The Royal Australian and Ne​w Zealand College of Psychiatrists (RANZCP) recommends the following guideline for members of the public.

.Self-harm: short-term treatment and management
Understanding NICE guidance – information for people who self-harm, their advocates and carers, and the public (including information for young people under 16 years). 

This guideline, published in 2011, was produced by the UK National Institute for Clinical Excellence (NICE).

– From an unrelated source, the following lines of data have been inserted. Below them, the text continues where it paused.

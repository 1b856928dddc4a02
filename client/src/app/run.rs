//! Client session lifecycle
//!
//! A session is mounted once: it opens the log subscription and starts the
//! collector. Submissions and remediation requests run against it until it
//! is unmounted, which closes the subscription exactly once.

use std::future::Future;
use std::pin::Pin;
use std::sync::Arc;
use std::time::Duration;

use tokio::sync::{broadcast, Mutex, RwLock};
use tokio::task::{AbortHandle, JoinHandle};
use tracing::{error, info};

use crate::app::log_buffer::LogBuffer;
use crate::app::options::AppOptions;
use crate::app::state::{Activity, SessionSnapshot, SessionState, SubmissionOutcome};
use crate::app::submit::SubmissionController;
use crate::errors::ClientError;
use crate::form::state::BuildRequest;
use crate::http::client::{BuildClient, BuildService};
use crate::remediation::{CompletionProvider, GeminiProvider, RemediationAssistant};
use crate::workers::collector;
use crate::workers::log_stream::LogStream;

/// Handle to one spawned submission
pub struct SubmissionTask {
    generation: u64,
    handle: JoinHandle<SubmissionOutcome>,
}

impl SubmissionTask {
    pub fn generation(&self) -> u64 {
        self.generation
    }

    /// Wait for the outcome; `None` when the submission was superseded
    pub async fn wait(self) -> Option<SubmissionOutcome> {
        match self.handle.await {
            Ok(outcome) => Some(outcome),
            Err(e) if e.is_cancelled() => {
                info!("Submission {} was cancelled", self.generation);
                None
            }
            Err(e) => {
                error!("Submission {} failed: {}", self.generation, e);
                None
            }
        }
    }
}

/// A mounted client session
pub struct Session {
    state: Arc<RwLock<SessionState>>,
    activity: Arc<Activity>,
    logs: Arc<LogBuffer>,
    controller: Arc<SubmissionController>,
    assistant: Arc<RemediationAssistant>,
    current: Mutex<Option<AbortHandle>>,
    shutdown_tx: broadcast::Sender<()>,
    shutdown_manager: ShutdownManager,
}

impl Session {
    /// Mount a session against the configured build and completion services
    pub async fn mount(options: AppOptions) -> Result<Self, ClientError> {
        info!("Mounting session for {}", options.backend.base_url);

        let client = BuildClient::new(&options.backend)?;
        let stream = LogStream::open(
            options.log_stream.clone(),
            client.stream_client(),
            client.logs_url(),
        );
        let provider = GeminiProvider::new(options.remediation)
            .map_err(|e| ClientError::ConfigError(e.to_string()))?;

        Ok(Self::with_parts(
            Arc::new(client),
            Arc::new(provider),
            stream,
            options.lifecycle.max_shutdown_delay,
        ))
    }

    /// Mount a session from already-built parts
    pub fn with_parts(
        service: Arc<dyn BuildService>,
        provider: Arc<dyn CompletionProvider>,
        stream: LogStream,
        max_shutdown_delay: Duration,
    ) -> Self {
        let state = Arc::new(RwLock::new(SessionState::default()));
        let activity = Arc::new(Activity::new());
        let logs = Arc::new(LogBuffer::new());
        let controller = Arc::new(SubmissionController::new(
            service,
            state.clone(),
            activity.clone(),
            logs.clone(),
        ));

        let (shutdown_tx, _shutdown_rx) = broadcast::channel(1);
        let mut shutdown_manager = ShutdownManager::new(shutdown_tx.clone(), max_shutdown_delay);

        let collector_handle = spawn_collector(stream, logs.clone(), shutdown_tx.subscribe());
        shutdown_manager.with_collector_handle(collector_handle);

        Self {
            state,
            activity,
            logs,
            controller,
            assistant: Arc::new(RemediationAssistant::new(provider)),
            current: Mutex::new(None),
            shutdown_tx,
            shutdown_manager,
        }
    }

    pub fn logs(&self) -> Arc<LogBuffer> {
        self.logs.clone()
    }

    /// Shutdown signal for tasks that should stop with the session
    pub fn shutdown_signal(&self) -> Pin<Box<dyn Future<Output = ()> + Send>> {
        let mut shutdown_rx = self.shutdown_tx.subscribe();
        Box::pin(async move {
            let _ = shutdown_rx.recv().await;
        })
    }

    /// Start a submission, cancelling any still in flight
    ///
    /// The session is reset before this returns, so the new request is never
    /// sent before output, error, suggestion and logs are cleared.
    pub async fn start_submission(&self, request: BuildRequest) -> SubmissionTask {
        let mut current = self.current.lock().await;
        if let Some(previous) = current.take() {
            if !previous.is_finished() {
                info!("Cancelling previous submission");
                previous.abort();
            }
        }

        let guard = self.controller.begin().await;
        let generation = guard.generation();
        let controller = self.controller.clone();
        let handle = tokio::spawn(async move { controller.run(guard, request).await });

        *current = Some(handle.abort_handle());
        SubmissionTask { generation, handle }
    }

    /// Submit and wait for the outcome
    pub async fn submit(&self, request: BuildRequest) -> Option<SubmissionOutcome> {
        self.start_submission(request).await.wait().await
    }

    /// Ask the completion service for a fix to the current error
    ///
    /// Returns the stored text, or `None` when there is no error to fix or a
    /// newer submission started meanwhile.
    pub async fn generate_solution(&self) -> Option<String> {
        let (generation, error) = {
            let state = self.state.read().await;
            (state.generation(), state.error()?)
        };

        let _guard = self.activity.acquire_remediation();
        let logs = self.logs.lines().await;
        let text = self.assistant.generate_solution(&error, &logs).await;

        if self.state.write().await.store_solution(generation, text.clone()) {
            Some(text)
        } else {
            info!("Discarding suggestion for superseded submission");
            None
        }
    }

    pub async fn snapshot(&self) -> SessionSnapshot {
        let logs = self.logs.lines().await;
        let state = self.state.read().await;
        SessionSnapshot::capture(&state, &self.activity, logs)
    }

    /// Tear the session down: cancel any submission and close the log stream
    pub async fn unmount(mut self) -> Result<(), ClientError> {
        if let Some(current) = self.current.lock().await.take() {
            current.abort();
        }
        self.shutdown_manager.shutdown().await
    }
}

fn spawn_collector(
    stream: LogStream,
    logs: Arc<LogBuffer>,
    mut shutdown_rx: broadcast::Receiver<()>,
) -> JoinHandle<()> {
    tokio::spawn(async move {
        collector::run(
            stream,
            logs,
            Box::pin(async move {
                let _ = shutdown_rx.recv().await;
            }),
        )
        .await;
    })
}

// ================================= SHUTDOWN ===================================== //

struct ShutdownManager {
    shutdown_tx: broadcast::Sender<()>,
    max_shutdown_delay: Duration,
    collector_handle: Option<JoinHandle<()>>,
}

impl ShutdownManager {
    fn new(shutdown_tx: broadcast::Sender<()>, max_shutdown_delay: Duration) -> Self {
        Self {
            shutdown_tx,
            max_shutdown_delay,
            collector_handle: None,
        }
    }

    fn with_collector_handle(&mut self, handle: JoinHandle<()>) {
        self.collector_handle = Some(handle);
    }

    async fn shutdown(&mut self) -> Result<(), ClientError> {
        let _ = self.shutdown_tx.send(());

        match tokio::time::timeout(self.max_shutdown_delay, self.shutdown_impl()).await {
            Ok(result) => result,
            Err(_) => {
                error!(
                    "Shutdown timed out after {:?}, abandoning workers",
                    self.max_shutdown_delay
                );
                if let Some(handle) = self.collector_handle.take() {
                    handle.abort();
                }
                Err(ClientError::ShutdownError("timed out".to_string()))
            }
        }
    }

    async fn shutdown_impl(&mut self) -> Result<(), ClientError> {
        info!("Unmounting session...");

        if let Some(handle) = self.collector_handle.as_mut() {
            let result = handle.await;
            self.collector_handle = None;
            result.map_err(|e| ClientError::ShutdownError(e.to_string()))?;
        }

        info!("Session unmounted");
        Ok(())
    }
}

Key points for the public when using this guideline

Emergency treatment

People who have deliberately injured themselves, overdosed with medicine/s or swallowed a poisonous substance should go to an emergency department straight away. Information on what can be expected when receiving emergency treatment for people who have overdosed and are conscious can be found in the NICE guideline for the public: Emergency treatment (p. 19).

If you are a relative of a person who has overdosed and is unconscious and would like more information, please see: Advice for relatives of unconscious patients who have taken an overdose (p. 22).

The assessment and treatment plan

People who have self-harmed should be assessed by both a professional responsible for medical treatment and a specialist mental health professional. The assessment should include a full physical, psychological and social assessment of their needs, and information should be sought from family members and/or the person’s GP.

Following the assessment, the treating doctor should develop a management plan, which will include follow-up arrangements with an identified health-care professional. This may be a clinician or a mental health service. The management plan will be clearly communicated to the person who has self-harmed and the family.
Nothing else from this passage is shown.